On December 10, Nvidia’s stock dropped by 2.5%. This occurred amid two troubling developments unfolding on both sides of the Pacific Ocean.

Let's start with the potentially more serious news. China’s State Market Regulatory Administration announced the initiation of an investigation into Nvidia, suspecting the company of violating antitrust laws. This was reported by Reuters.

The agency’s representatives did not disclose the specific reasons why Nvidia is under suspicion. Additionally, the corporation has been accused of breaching commitments made during its acquisition of the Israeli chipmaker Mellanox Technologies. Nvidia stated that they are more than willing to answer any questions raised by the regulator. Moreover, they emphasized that they do not consider themselves to be in violation of any obligations.

nvidia share priceImage: google.com

At the same time, the New York Times published an article detailing how Jensen Huang, the company’s founder, uses popular strategies to avoid paying taxes — specifically, to ensure his heirs don’t have to pay 40% in inheritance taxes.

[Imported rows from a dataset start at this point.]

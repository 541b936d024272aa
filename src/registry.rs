//! Experiment registry
//!
//! The registry is the explicit context object every other operation runs
//! against: it owns the experiment definitions, their cached variants, and the
//! process-wide flags (`disabled`, logging, timeout, SSR). Create one at startup,
//! share it through an `Arc`, and call [`Registry::clean_state`] between tests.
//!
//! # Example
//!
//! ```rust
//! use trueno_ab::experiment::ExperimentDefinition;
//! use trueno_ab::registry::{RegisterOptions, Registry};
//!
//! let registry = Registry::builder().timeout_ms(500).build();
//! registry.register_experiments(
//!     [("checkout", ExperimentDefinition::new("exp-checkout", 2)?)],
//!     RegisterOptions::default(),
//! );
//!
//! let checkout = registry.get_experiment("checkout")?;
//! assert_eq!(checkout.id(), "exp-checkout");
//! assert_eq!(checkout.selected_variant(), None);
//! # Ok::<(), trueno_ab::Error>(())
//! ```

use std::sync::atomic::{AtomicBool, AtomicU64, Ordering};
use std::sync::Arc;
use std::time::Duration;

use dashmap::DashMap;

use crate::config::{EngineConfig, DEFAULT_TIMEOUT_MS};
use crate::context::ExecutionContext;
use crate::cookie::CookieSource;
use crate::experiment::{ExperimentDefinition, RegisteredExperiment};
use crate::{Error, Result};

/// Options for [`Registry::register_experiments`].
#[derive(Debug, Clone, Copy, Default, PartialEq, Eq)]
pub struct RegisterOptions {
    /// Enable server-side rendering support and hydrate from cookies
    pub enable_ssr: bool,
}

impl RegisterOptions {
    /// Options with SSR enabled.
    #[must_use]
    pub const fn ssr() -> Self {
        Self { enable_ssr: true }
    }
}

/// Registry of experiments and engine-wide flags.
pub struct Registry {
    pub(crate) experiments: DashMap<String, RegisteredExperiment>,
    disabled: AtomicBool,
    logging: AtomicBool,
    timeout_ms: AtomicU64,
    ssr_enabled: AtomicBool,
    context: ExecutionContext,
    pub(crate) cookies: Option<Arc<dyn CookieSource>>,
}

impl std::fmt::Debug for Registry {
    fn fmt(&self, f: &mut std::fmt::Formatter<'_>) -> std::fmt::Result {
        f.debug_struct("Registry")
            .field("experiments", &self.names())
            .field("disabled", &self.is_disabled())
            .field("logging", &self.logging_enabled())
            .field("timeout_ms", &self.timeout_ms())
            .field("ssr_enabled", &self.is_ssr_enabled())
            .field("context", &self.context)
            .field("cookies", &self.cookies.is_some())
            .finish()
    }
}

impl Default for Registry {
    fn default() -> Self {
        Self::builder().build()
    }
}

impl Registry {
    /// Create an empty server-side registry with default settings.
    #[must_use]
    pub fn new() -> Self {
        Self::default()
    }

    /// Create a registry builder
    #[must_use]
    pub fn builder() -> RegistryBuilder {
        RegistryBuilder::default()
    }

    /// Merge experiment definitions into the registry.
    ///
    /// Names not in `experiments` are kept. Every name in `experiments` starts
    /// over with no selected variant, even if it was registered before. With
    /// `options.enable_ssr`, SSR is switched on and the registry hydrates from
    /// its cookie source.
    pub fn register_experiments<I, N>(&self, experiments: I, options: RegisterOptions)
    where
        I: IntoIterator<Item = (N, ExperimentDefinition)>,
        N: Into<String>,
    {
        for (name, definition) in experiments {
            let name = name.into();
            if self.logging_enabled() {
                tracing::debug!(experiment = %name, id = definition.id(), "registered experiment");
            }
            self.experiments.insert(name, RegisteredExperiment::new(definition));
        }

        if options.enable_ssr {
            self.ssr_enabled.store(true, Ordering::SeqCst);
            self.hydrate();
        }
    }

    /// Get a snapshot of a registered experiment.
    ///
    /// # Errors
    ///
    /// Returns [`Error::NotRegistered`] if `name` was never registered
    pub fn get_experiment(&self, name: &str) -> Result<RegisteredExperiment> {
        self.experiments
            .get(name)
            .map(|entry| entry.value().clone())
            .ok_or_else(|| Error::NotRegistered(name.to_string()))
    }

    /// Cache a variant for `name`. The index is not checked against the variant count.
    ///
    /// # Errors
    ///
    /// Returns [`Error::NotRegistered`] if `name` was never registered
    pub fn set_selected_index(&self, name: &str, index: usize) -> Result<()> {
        let mut entry = self
            .experiments
            .get_mut(name)
            .ok_or_else(|| Error::NotRegistered(name.to_string()))?;
        entry.select(index);
        Ok(())
    }

    /// Drop the cached variant for `name` so the next resolution asks again.
    pub(crate) fn forget_selected_index(&self, name: &str) -> Result<()> {
        let mut entry = self
            .experiments
            .get_mut(name)
            .ok_or_else(|| Error::NotRegistered(name.to_string()))?;
        entry.forget();
        Ok(())
    }

    /// Resolve every experiment to variant 0 from now on. There is no way back.
    pub fn disable(&self) {
        self.disabled.store(true, Ordering::SeqCst);
    }

    /// True once [`disable`](Self::disable) was called.
    #[must_use]
    pub fn is_disabled(&self) -> bool {
        self.disabled.load(Ordering::SeqCst)
    }

    /// Maximum time to wait for the backend, applied to later resolutions.
    pub fn set_variant_timeout(&self, timeout_ms: u64) {
        self.timeout_ms.store(timeout_ms, Ordering::SeqCst);
    }

    /// Current timeout in milliseconds.
    #[must_use]
    pub fn timeout_ms(&self) -> u64 {
        self.timeout_ms.load(Ordering::SeqCst)
    }

    /// Current timeout.
    #[must_use]
    pub fn timeout(&self) -> Duration {
        Duration::from_millis(self.timeout_ms())
    }

    /// Trace resolution decisions.
    pub fn enable_logging(&self) {
        self.logging.store(true, Ordering::SeqCst);
    }

    /// True once [`enable_logging`](Self::enable_logging) was called.
    #[must_use]
    pub fn logging_enabled(&self) -> bool {
        self.logging.load(Ordering::SeqCst)
    }

    /// True once an SSR registration happened.
    #[must_use]
    pub fn is_ssr_enabled(&self) -> bool {
        self.ssr_enabled.load(Ordering::SeqCst)
    }

    /// Execution context this registry runs in.
    #[must_use]
    pub const fn context(&self) -> &ExecutionContext {
        &self.context
    }

    /// Registered experiment names, sorted.
    #[must_use]
    pub fn names(&self) -> Vec<String> {
        let mut names: Vec<String> = self.experiments.iter().map(|e| e.key().clone()).collect();
        names.sort_unstable();
        names
    }

    /// Number of registered experiments.
    #[must_use]
    pub fn len(&self) -> usize {
        self.experiments.len()
    }

    /// True if nothing is registered.
    #[must_use]
    pub fn is_empty(&self) -> bool {
        self.experiments.is_empty()
    }

    /// Forget every experiment and reset `disabled`, logging, and the timeout.
    ///
    /// Intended for test isolation. SSR stays enabled if it was.
    pub fn clean_state(&self) {
        self.experiments.clear();
        self.disabled.store(false, Ordering::SeqCst);
        self.logging.store(false, Ordering::SeqCst);
        self.timeout_ms.store(DEFAULT_TIMEOUT_MS, Ordering::SeqCst);
    }
}

/// Builder for [`Registry`].
#[derive(Default)]
pub struct RegistryBuilder {
    context: ExecutionContext,
    cookies: Option<Arc<dyn CookieSource>>,
    config: EngineConfig,
}

impl RegistryBuilder {
    /// Set the execution context (server by default).
    #[must_use]
    pub fn context(mut self, context: ExecutionContext) -> Self {
        self.context = context;
        self
    }

    /// Set the cookie source read during hydration.
    #[must_use]
    pub fn cookies(mut self, cookies: impl CookieSource + 'static) -> Self {
        self.cookies = Some(Arc::new(cookies));
        self
    }

    /// Apply a whole configuration.
    #[must_use]
    pub const fn config(mut self, config: EngineConfig) -> Self {
        self.config = config;
        self
    }

    /// Set the backend timeout in milliseconds.
    #[must_use]
    pub const fn timeout_ms(mut self, timeout_ms: u64) -> Self {
        self.config.timeout_ms = timeout_ms;
        self
    }

    /// Enable or disable decision tracing.
    #[must_use]
    pub const fn logging(mut self, logging: bool) -> Self {
        self.config.logging = logging;
        self
    }

    /// Start disabled.
    #[must_use]
    pub const fn disabled(mut self, disabled: bool) -> Self {
        self.config.disabled = disabled;
        self
    }

    /// Build the registry
    #[must_use]
    pub fn build(self) -> Registry {
        Registry {
            experiments: DashMap::new(),
            disabled: AtomicBool::new(self.config.disabled),
            logging: AtomicBool::new(self.config.logging),
            timeout_ms: AtomicU64::new(self.config.timeout_ms),
            ssr_enabled: AtomicBool::new(false),
            context: self.context,
            cookies: self.cookies,
        }
    }
}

Huang’s strategies are based on controversial court rulings and tax regulations that lawyers successfully interpret in favor of clients.

Currently, Huang faces no legal threats, but this could drive future changes in U.S. tax laws, which would certainly impact the entire business.

So, Nvidia is going through a rough patch, with good days alternating with bad ones, and right now, the company is experiencing a difficult period.